Box set by Chuck Berry
- Released: 1988
- Recorded: May 21, 1955 – 1973
- Genre: Rock and roll
- Length: 198:17
- Label: Chess
- Producers: Leonard Chess, Phil Chess, Chuck Berry, Esmond Edwards
- Compiler: Andy McKaie

Chuck Berry chronology
| Hail! Hail! Rock 'n' Roll (1987) | The Chess Box (1988) | On the Blues Side (1994) |

= The Chess Box =

The Chess Box is a compact disc box set compilation by Chuck Berry. It is one in a series of box sets issued by MCA/Chess in the late 1980s (the other sets were by Bo Diddley, Howlin' Wolf, Muddy Waters, Willie Dixon, and Etta James).
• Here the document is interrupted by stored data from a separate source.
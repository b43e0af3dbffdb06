//! Device event model
//!
//! An `Event` is a set of readings taken by one device for one source at one
//! point in time. JSON uses camelCase field names; XML uses PascalCase element
//! names under an `<Event>` root.

use std::collections::BTreeMap;
use std::time::{SystemTime, UNIX_EPOCH};

use serde::{Deserialize, Serialize};
use uuid::Uuid;

use crate::{ProtocolError, Result};

/// Well-known reading value types
pub struct ValueType;

impl ValueType {
    pub const BOOL: &'static str = "Bool";
    pub const STRING: &'static str = "String";
    pub const INT32: &'static str = "Int32";
    pub const INT64: &'static str = "Int64";
    pub const FLOAT32: &'static str = "Float32";
    pub const FLOAT64: &'static str = "Float64";
    pub const BINARY: &'static str = "Binary";
    pub const OBJECT: &'static str = "Object";
}

/// A single sensor reading
#[derive(Debug, Clone, Default, PartialEq, Serialize, Deserialize)]
#[serde(rename_all = "camelCase", default)]
pub struct Reading {
    pub id: String,
    pub origin: i64,
    pub device_name: String,
    pub resource_name: String,
    pub profile_name: String,
    pub value_type: String,
    pub value: String,

    /// Base64-encoded bytes for `Binary` readings
    #[serde(skip_serializing_if = "Option::is_none")]
    pub binary_value: Option<String>,

    #[serde(skip_serializing_if = "Option::is_none")]
    pub media_type: Option<String>,

    #[serde(skip_serializing_if = "Option::is_none")]
    pub object_value: Option<serde_json::Value>,
}

/// Device telemetry event
#[derive(Debug, Clone, Default, PartialEq, Serialize, Deserialize)]
#[serde(rename_all = "camelCase", default)]
pub struct Event {
    pub id: String,
    pub device_name: String,
    pub profile_name: String,
    pub source_name: String,
    pub origin: i64,
    pub readings: Vec<Reading>,

    #[serde(skip_serializing_if = "BTreeMap::is_empty")]
    pub tags: BTreeMap<String, serde_json::Value>,
}

impl Event {
    /// Create an empty event stamped with a fresh id and the current time
    pub fn new(
        profile_name: impl Into<String>,
        device_name: impl Into<String>,
        source_name: impl Into<String>,
    ) -> Self {
        Self {
            id: Uuid::new_v4().to_string(),
            device_name: device_name.into(),
            profile_name: profile_name.into(),
            source_name: source_name.into(),
            origin: now_nanos(),
            readings: Vec::new(),
            tags: BTreeMap::new(),
        }
    }

    /// Append a simple (string-valued) reading inheriting the event's identity
    pub fn add_simple_reading(
        &mut self,
        resource_name: impl Into<String>,
        value_type: impl Into<String>,
        value: impl Into<String>,
    ) -> &mut Self {
        self.readings.push(Reading {
            id: Uuid::new_v4().to_string(),
            origin: self.origin,
            device_name: self.device_name.clone(),
            resource_name: resource_name.into(),
            profile_name: self.profile_name.clone(),
            value_type: value_type.into(),
            value: value.into(),
            ..Default::default()
        });
        self
    }

    /// Decode an event from JSON bytes
    pub fn from_json(data: &[u8]) -> Result<Self> {
        if data.is_empty() {
            return Err(ProtocolError::EmptyPayload);
        }
        Ok(serde_json::from_slice(data)?)
    }

    /// Encode as JSON
    pub fn to_json(&self) -> Result<String> {
        Ok(serde_json::to_string(self)?)
    }

    /// Encode as XML with an `<Event>` root
    pub fn to_xml(&self) -> Result<String> {
        let view = XmlEvent::from(self);
        quick_xml::se::to_string(&view).map_err(|e| ProtocolError::xml(e.to_string()))
    }
}

fn now_nanos() -> i64 {
    SystemTime::now()
        .duration_since(UNIX_EPOCH)
        .map(|d| d.as_nanos() as i64)
        .unwrap_or_default()
}

// XML views. Element names are PascalCase and tag values are flattened to
// strings since XML has no typed scalars.

#[derive(Serialize)]
#[serde(rename = "Event", rename_all = "PascalCase")]
struct XmlEvent<'a> {
    id: &'a str,
    device_name: &'a str,
    profile_name: &'a str,
    source_name: &'a str,
    origin: i64,
    readings: Vec<XmlReading<'a>>,
    #[serde(skip_serializing_if = "BTreeMap::is_empty")]
    tags: BTreeMap<&'a str, String>,
}

#[derive(Serialize)]
#[serde(rename_all = "PascalCase")]
struct XmlReading<'a> {
    id: &'a str,
    origin: i64,
    device_name: &'a str,
    resource_name: &'a str,
    profile_name: &'a str,
    value_type: &'a str,
    value: &'a str,
    #[serde(skip_serializing_if = "Option::is_none")]
    binary_value: Option<&'a str>,
    #[serde(skip_serializing_if = "Option::is_none")]
    media_type: Option<&'a str>,
}

impl<'a> From<&'a Event> for XmlEvent<'a> {
    fn from(event: &'a Event) -> Self {
        Self {
            id: &event.id,
            device_name: &event.device_name,
            profile_name: &event.profile_name,
            source_name: &event.source_name,
            origin: event.origin,
            readings: event.readings.iter().map(XmlReading::from).collect(),
            tags: event
                .tags
                .iter()
                .map(|(k, v)| (k.as_str(), tag_to_string(v)))
                .collect(),
        }
    }
}

impl<'a> From<&'a Reading> for XmlReading<'a> {
    fn from(reading: &'a Reading) -> Self {
        Self {
            id: &reading.id,
            origin: reading.origin,
            device_name: &reading.device_name,
            resource_name: &reading.resource_name,
            profile_name: &reading.profile_name,
            value_type: &reading.value_type,
            value: &reading.value,
            binary_value: reading.binary_value.as_deref(),
            media_type: reading.media_type.as_deref(),
        }
    }
}

fn tag_to_string(value: &serde_json::Value) -> String {
    match value {
        serde_json::Value::String(s) => s.clone(),
        other => other.to_string(),
    }
}
//! Edgeflow - Sinks
//!
//! Outbound delivery for pipeline output. Today that is MQTT: a
//! secret-backed client factory and the `mqtt_export` pipeline function.
//!
//! ```text
//! [Pipeline] → mqtt_export → [Secret store] → [rumqttc client] → [Broker]
//! ```
//!
//! # Example
//!
//! ```ignore
//! let registry = edgeflow_sinks::create_default_registry();
//! let export = registry.create(&function_config)?;
//! ```

pub mod mqtt;

pub use mqtt::{MqttSecretSender, MqttSenderFactory};

use edgeflow_transform::FunctionRegistry;

/// Every built-in function type, including `mqtt_export`
pub fn create_default_registry() -> FunctionRegistry {
    let mut registry = edgeflow_transform::create_default_registry();
    registry.register("mqtt_export", MqttSenderFactory::default());
    registry
}

#[cfg(test)]
mod tests {
    use super::*;
    use edgeflow_config::KNOWN_FUNCTION_TYPES;

    #[test]
    fn test_registry_covers_every_known_type() {
        let registry = create_default_registry();
        assert_eq!(registry.len(), KNOWN_FUNCTION_TYPES.len());
        for function_type in KNOWN_FUNCTION_TYPES {
            assert!(registry.contains(function_type), "missing {function_type}");
        }
    }
}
The Chuck Berry set is the most prominent of these, having won a Grammy Award for Best Historical Album in 1989. Berry's Chess Box was reissued on vinyl in 1990.

This collection was also issued on audio cassette.

Professional ratings
Review scores
| Source | Rating |
| AllMusic | Star |
| Christgau's Record Guide | A |
| MSN Music (Expert Witness) | A |
| Encyclopedia of Popular Music | Star |
| Rolling Stone | Star |

== Songs ==
The songs "I'm Just a Lucky So and So" and "Time Was" were previously unreleased. "Cryin' Steel" was first released as "Surfin' Steel" on Chuck Berry on Stage. "Ramona Say Yes" did not have saxophones.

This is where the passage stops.